## Directions for this task
Set down exactly the lines below between the line holding "use crate::error::GeometryDefect;" and the line holding "self.min_y < other.max_y", inclusive; no other line belongs in the answer.

── Data ──

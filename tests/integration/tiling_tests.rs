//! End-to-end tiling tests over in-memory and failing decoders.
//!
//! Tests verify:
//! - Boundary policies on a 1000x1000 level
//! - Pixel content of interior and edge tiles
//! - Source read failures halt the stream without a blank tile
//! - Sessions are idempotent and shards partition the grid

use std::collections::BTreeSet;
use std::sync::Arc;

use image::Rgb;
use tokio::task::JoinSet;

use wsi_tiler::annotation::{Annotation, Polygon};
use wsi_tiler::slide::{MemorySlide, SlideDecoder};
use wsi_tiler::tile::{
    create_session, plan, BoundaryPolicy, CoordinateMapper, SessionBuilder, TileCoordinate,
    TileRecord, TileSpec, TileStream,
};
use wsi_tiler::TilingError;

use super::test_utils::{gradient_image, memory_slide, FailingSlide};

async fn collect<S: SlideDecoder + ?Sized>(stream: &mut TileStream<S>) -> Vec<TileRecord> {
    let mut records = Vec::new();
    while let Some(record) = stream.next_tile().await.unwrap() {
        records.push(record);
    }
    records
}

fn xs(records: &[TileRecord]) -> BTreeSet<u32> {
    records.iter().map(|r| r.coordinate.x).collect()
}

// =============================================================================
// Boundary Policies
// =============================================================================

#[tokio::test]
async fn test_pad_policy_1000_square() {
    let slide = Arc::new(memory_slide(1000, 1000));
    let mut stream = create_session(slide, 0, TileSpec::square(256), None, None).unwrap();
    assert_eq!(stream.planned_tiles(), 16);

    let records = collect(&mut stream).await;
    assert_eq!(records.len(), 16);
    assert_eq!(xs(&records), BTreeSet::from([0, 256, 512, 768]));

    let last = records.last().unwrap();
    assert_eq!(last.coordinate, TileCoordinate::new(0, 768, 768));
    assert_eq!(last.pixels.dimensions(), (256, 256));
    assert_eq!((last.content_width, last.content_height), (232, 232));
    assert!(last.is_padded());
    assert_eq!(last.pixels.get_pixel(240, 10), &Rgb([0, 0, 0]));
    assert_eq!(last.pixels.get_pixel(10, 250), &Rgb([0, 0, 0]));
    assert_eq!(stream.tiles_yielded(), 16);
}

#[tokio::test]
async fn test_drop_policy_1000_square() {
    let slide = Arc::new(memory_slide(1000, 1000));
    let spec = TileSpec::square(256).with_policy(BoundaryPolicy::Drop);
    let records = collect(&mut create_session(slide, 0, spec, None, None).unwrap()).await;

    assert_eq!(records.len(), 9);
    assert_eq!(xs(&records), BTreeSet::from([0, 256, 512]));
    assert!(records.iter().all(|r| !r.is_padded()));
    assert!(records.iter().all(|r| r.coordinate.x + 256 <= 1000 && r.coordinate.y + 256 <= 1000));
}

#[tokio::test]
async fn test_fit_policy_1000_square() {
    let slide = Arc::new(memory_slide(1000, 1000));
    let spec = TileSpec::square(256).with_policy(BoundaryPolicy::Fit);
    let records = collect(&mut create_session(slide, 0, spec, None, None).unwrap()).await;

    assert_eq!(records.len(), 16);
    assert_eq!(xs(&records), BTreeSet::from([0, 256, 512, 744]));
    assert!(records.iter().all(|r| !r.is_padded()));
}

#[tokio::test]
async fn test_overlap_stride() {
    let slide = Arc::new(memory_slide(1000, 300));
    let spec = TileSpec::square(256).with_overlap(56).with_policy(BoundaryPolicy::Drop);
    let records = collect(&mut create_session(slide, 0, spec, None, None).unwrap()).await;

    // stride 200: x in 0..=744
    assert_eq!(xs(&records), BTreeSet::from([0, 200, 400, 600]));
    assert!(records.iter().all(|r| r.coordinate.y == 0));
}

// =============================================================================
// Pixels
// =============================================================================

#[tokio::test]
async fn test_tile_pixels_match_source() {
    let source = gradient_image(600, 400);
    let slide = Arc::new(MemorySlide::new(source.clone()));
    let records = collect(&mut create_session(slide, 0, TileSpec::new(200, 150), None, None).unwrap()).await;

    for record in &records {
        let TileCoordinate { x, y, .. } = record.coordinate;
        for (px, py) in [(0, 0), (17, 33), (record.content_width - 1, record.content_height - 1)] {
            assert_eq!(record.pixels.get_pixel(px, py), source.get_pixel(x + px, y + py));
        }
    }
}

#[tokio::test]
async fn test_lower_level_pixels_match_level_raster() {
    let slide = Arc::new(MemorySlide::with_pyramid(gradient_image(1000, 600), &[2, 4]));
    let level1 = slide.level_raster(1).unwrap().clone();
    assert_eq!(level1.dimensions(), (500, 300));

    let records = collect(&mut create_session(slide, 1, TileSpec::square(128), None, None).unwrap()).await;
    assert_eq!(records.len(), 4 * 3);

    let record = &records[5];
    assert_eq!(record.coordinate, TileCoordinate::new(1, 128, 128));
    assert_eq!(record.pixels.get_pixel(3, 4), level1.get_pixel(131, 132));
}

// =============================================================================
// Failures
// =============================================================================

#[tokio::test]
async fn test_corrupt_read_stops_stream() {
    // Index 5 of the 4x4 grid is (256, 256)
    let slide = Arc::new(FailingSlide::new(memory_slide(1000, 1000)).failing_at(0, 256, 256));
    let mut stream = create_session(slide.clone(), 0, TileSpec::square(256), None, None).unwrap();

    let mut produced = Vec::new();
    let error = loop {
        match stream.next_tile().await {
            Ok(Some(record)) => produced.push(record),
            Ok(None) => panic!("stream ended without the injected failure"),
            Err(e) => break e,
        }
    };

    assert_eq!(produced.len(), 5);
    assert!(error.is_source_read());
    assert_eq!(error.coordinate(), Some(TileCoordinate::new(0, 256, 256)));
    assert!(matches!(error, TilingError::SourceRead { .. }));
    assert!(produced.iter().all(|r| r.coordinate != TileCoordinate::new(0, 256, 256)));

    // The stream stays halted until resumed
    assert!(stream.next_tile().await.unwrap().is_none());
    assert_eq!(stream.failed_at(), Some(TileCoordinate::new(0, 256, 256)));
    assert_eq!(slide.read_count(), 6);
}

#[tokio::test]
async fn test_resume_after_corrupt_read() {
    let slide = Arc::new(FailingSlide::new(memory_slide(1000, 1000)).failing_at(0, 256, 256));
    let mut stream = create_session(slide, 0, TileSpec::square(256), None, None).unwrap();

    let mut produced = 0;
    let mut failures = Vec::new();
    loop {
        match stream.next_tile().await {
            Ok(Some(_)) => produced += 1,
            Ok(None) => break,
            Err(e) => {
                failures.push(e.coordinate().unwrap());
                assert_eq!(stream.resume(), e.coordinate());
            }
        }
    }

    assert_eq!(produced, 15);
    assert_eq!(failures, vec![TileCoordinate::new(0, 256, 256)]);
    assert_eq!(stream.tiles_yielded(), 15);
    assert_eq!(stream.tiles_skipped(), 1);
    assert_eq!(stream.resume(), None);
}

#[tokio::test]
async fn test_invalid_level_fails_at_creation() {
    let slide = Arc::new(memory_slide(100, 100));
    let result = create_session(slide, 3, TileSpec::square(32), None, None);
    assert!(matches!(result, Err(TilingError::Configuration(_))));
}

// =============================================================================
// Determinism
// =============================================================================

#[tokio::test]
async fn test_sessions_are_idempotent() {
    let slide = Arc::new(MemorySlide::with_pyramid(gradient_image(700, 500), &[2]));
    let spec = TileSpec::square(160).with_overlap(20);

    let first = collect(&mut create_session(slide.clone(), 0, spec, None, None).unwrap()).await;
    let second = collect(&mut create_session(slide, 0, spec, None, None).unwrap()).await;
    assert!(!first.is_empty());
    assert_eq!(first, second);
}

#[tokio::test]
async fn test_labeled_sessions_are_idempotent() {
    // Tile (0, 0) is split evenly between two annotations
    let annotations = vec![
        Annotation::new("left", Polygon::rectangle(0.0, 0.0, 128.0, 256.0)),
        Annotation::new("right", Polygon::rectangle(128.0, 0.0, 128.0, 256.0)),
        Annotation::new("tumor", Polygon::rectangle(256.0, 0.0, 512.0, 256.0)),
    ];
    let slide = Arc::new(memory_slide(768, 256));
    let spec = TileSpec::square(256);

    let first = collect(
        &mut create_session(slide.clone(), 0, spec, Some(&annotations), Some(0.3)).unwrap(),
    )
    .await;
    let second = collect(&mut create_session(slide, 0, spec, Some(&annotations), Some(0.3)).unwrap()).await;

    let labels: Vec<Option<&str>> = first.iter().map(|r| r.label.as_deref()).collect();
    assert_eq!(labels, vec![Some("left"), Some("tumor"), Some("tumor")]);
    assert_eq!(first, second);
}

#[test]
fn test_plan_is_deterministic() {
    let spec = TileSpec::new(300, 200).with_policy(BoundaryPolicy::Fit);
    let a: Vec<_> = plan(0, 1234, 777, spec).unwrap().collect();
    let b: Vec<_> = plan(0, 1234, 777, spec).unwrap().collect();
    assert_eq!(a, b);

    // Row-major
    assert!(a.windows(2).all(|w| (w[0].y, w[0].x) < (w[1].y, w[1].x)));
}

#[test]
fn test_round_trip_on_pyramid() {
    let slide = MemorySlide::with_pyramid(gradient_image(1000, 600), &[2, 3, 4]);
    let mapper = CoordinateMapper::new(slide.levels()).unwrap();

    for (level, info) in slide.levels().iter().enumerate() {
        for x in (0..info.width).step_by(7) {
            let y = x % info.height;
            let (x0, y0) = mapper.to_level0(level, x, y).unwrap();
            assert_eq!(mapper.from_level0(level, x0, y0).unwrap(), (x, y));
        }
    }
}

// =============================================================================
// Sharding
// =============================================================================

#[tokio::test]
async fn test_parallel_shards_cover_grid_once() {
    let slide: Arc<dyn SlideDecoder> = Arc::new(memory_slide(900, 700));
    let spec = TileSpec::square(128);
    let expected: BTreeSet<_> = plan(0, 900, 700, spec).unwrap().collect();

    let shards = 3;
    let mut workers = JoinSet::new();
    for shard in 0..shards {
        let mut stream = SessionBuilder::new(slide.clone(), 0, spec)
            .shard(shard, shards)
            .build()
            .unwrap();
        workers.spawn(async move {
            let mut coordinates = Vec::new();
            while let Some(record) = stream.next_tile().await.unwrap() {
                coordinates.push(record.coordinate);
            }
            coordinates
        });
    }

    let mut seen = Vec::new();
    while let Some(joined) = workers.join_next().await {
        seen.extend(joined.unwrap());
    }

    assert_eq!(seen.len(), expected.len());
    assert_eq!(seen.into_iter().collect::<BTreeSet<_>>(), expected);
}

───
── Data ──

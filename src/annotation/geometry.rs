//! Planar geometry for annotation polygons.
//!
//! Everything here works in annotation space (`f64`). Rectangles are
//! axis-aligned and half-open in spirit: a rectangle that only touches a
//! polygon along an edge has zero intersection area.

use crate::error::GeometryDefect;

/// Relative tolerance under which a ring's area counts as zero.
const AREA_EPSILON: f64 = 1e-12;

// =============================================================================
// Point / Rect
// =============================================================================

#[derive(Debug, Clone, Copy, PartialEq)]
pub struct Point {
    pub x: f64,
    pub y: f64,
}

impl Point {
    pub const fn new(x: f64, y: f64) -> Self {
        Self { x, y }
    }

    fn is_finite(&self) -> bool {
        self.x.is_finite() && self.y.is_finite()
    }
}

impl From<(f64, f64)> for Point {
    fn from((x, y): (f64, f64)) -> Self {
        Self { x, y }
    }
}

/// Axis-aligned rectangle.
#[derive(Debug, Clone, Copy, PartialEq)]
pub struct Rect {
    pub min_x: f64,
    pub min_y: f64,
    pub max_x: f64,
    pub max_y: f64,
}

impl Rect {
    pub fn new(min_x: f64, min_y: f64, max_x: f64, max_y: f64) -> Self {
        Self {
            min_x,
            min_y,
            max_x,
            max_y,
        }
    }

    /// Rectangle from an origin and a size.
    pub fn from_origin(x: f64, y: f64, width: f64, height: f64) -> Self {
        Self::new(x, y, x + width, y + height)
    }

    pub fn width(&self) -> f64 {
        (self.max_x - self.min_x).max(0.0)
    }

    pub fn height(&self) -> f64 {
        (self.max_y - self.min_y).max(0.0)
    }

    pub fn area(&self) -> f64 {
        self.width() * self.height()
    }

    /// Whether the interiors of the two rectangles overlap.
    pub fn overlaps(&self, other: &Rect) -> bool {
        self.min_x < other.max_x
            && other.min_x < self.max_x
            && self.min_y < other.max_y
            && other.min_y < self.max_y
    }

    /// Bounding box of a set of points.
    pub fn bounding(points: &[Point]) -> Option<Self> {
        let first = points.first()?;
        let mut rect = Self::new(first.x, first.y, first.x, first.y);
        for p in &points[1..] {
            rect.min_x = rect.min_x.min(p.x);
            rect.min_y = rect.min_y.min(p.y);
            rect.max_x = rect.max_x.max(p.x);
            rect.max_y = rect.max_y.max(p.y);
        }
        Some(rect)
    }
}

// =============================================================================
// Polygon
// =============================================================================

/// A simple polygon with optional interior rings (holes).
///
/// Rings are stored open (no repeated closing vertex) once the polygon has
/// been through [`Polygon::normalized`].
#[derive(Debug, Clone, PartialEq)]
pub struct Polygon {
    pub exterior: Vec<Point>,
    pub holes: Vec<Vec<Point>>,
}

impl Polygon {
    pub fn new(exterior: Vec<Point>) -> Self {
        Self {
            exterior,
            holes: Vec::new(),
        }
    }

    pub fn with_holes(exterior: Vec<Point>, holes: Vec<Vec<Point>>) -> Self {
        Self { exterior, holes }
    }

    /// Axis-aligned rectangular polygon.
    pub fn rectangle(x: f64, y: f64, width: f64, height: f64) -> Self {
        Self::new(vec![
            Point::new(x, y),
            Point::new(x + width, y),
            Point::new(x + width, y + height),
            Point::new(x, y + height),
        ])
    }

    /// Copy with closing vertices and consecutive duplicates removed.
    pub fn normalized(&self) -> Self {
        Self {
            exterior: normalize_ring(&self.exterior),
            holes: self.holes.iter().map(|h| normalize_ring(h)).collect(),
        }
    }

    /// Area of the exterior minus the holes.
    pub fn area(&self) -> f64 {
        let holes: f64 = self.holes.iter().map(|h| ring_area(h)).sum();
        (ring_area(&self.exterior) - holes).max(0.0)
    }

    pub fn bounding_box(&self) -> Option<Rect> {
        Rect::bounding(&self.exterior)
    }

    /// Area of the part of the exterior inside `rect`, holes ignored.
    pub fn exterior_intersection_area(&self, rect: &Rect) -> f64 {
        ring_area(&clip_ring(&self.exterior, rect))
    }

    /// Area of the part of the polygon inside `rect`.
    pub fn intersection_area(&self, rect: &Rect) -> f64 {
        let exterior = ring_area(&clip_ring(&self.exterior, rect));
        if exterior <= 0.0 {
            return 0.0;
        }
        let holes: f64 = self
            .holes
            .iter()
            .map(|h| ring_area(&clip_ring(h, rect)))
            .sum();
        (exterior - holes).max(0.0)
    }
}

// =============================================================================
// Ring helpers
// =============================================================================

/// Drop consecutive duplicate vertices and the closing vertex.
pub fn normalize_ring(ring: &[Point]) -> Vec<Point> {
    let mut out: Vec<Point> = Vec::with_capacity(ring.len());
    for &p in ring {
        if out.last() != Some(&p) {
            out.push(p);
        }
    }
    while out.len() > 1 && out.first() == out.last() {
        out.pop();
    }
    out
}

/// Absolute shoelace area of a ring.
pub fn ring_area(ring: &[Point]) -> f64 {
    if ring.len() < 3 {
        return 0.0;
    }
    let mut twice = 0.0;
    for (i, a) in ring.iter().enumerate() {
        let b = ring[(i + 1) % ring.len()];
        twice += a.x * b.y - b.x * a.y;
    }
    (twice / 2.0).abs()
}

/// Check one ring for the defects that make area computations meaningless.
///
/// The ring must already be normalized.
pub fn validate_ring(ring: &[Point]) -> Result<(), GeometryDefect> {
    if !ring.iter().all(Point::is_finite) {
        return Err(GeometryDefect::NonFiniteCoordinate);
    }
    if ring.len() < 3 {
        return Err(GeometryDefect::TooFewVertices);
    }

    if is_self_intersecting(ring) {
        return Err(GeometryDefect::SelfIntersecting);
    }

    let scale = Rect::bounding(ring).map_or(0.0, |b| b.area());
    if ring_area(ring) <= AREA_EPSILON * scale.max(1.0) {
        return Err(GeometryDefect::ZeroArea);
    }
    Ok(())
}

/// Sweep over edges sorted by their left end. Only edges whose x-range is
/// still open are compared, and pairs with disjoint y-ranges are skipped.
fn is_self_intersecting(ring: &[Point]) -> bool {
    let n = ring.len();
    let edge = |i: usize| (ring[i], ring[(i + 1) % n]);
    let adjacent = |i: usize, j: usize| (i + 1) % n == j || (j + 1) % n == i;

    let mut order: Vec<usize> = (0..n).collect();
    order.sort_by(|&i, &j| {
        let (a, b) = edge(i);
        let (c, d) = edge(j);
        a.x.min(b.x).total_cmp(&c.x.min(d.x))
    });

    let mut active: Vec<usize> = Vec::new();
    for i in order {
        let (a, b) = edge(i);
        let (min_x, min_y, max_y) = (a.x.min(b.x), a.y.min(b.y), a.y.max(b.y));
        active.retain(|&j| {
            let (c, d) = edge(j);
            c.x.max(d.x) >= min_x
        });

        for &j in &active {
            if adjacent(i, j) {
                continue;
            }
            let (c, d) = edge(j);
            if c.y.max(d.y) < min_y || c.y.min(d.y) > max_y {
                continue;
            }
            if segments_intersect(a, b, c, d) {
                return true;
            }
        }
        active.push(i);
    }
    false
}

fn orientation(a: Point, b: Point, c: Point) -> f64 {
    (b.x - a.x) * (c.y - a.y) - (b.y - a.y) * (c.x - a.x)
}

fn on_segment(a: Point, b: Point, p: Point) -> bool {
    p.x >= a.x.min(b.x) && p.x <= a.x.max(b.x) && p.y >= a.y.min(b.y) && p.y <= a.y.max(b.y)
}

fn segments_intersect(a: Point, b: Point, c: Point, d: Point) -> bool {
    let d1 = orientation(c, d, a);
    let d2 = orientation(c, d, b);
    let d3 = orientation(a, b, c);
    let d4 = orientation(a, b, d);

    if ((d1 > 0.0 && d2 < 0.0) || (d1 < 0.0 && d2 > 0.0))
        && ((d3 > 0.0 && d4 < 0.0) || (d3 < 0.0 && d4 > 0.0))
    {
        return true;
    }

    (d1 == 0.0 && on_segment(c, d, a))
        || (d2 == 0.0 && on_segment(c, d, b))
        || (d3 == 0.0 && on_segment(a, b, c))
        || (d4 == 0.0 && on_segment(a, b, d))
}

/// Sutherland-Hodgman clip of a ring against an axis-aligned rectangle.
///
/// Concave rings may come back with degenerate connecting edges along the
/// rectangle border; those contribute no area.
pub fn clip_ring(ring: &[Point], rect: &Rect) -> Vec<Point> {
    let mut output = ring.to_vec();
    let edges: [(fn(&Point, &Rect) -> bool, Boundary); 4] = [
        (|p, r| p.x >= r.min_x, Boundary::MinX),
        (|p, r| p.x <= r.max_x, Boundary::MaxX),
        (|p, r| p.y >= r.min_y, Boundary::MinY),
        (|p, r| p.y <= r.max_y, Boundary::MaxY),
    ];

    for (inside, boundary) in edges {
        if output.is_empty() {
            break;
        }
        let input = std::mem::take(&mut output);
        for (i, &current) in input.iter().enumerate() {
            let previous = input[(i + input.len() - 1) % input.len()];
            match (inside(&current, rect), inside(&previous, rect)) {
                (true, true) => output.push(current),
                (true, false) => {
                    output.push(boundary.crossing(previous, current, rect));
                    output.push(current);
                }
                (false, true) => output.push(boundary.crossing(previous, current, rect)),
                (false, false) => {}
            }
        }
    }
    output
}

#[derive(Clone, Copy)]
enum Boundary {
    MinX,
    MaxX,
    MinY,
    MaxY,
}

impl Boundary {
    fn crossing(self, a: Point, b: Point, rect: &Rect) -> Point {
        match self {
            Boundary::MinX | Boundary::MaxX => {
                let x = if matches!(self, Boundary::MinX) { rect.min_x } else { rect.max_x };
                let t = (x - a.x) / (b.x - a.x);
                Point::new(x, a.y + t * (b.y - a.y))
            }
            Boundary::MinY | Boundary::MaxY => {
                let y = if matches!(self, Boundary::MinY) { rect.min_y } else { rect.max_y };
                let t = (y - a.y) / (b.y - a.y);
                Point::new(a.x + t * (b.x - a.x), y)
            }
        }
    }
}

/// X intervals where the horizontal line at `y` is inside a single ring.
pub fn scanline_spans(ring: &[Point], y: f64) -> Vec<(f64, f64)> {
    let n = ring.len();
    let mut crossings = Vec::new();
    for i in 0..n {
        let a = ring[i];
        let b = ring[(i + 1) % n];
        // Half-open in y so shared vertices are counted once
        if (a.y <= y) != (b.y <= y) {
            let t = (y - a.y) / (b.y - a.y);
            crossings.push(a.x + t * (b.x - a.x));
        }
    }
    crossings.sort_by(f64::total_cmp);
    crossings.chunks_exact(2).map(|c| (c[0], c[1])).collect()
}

───

## Written response
use crate::error::GeometryDefect;

/// Relative tolerance under which a ring's area counts as zero.
const AREA_EPSILON: f64 = 1e-12;

// =============================================================================
// Point / Rect
// =============================================================================

#[derive(Debug, Clone, Copy, PartialEq)]
pub struct Point {
    pub x: f64,
    pub y: f64,
}

impl Point {
    pub const fn new(x: f64, y: f64) -> Self {
        Self { x, y }
    }

    fn is_finite(&self) -> bool {
        self.x.is_finite() && self.y.is_finite()
    }
}

impl From<(f64, f64)> for Point {
    fn from((x, y): (f64, f64)) -> Self {
        Self { x, y }
    }
}

/// Axis-aligned rectangle.
#[derive(Debug, Clone, Copy, PartialEq)]
pub struct Rect {
    pub min_x: f64,
    pub min_y: f64,
    pub max_x: f64,
    pub max_y: f64,
}

impl Rect {
    pub fn new(min_x: f64, min_y: f64, max_x: f64, max_y: f64) -> Self {
        Self {
            min_x,
            min_y,
            max_x,
            max_y,
        }
    }

    /// Rectangle from an origin and a size.
    pub fn from_origin(x: f64, y: f64, width: f64, height: f64) -> Self {
        Self::new(x, y, x + width, y + height)
    }

    pub fn width(&self) -> f64 {
        (self.max_x - self.min_x).max(0.0)
    }

    pub fn height(&self) -> f64 {
        (self.max_y - self.min_y).max(0.0)
    }

    pub fn area(&self) -> f64 {
        self.width() * self.height()
    }

    /// Whether the interiors of the two rectangles overlap.
    pub fn overlaps(&self, other: &Rect) -> bool {
        self.min_x < other.max_x
            && other.min_x < self.max_x
            && self.min_y < other.max_y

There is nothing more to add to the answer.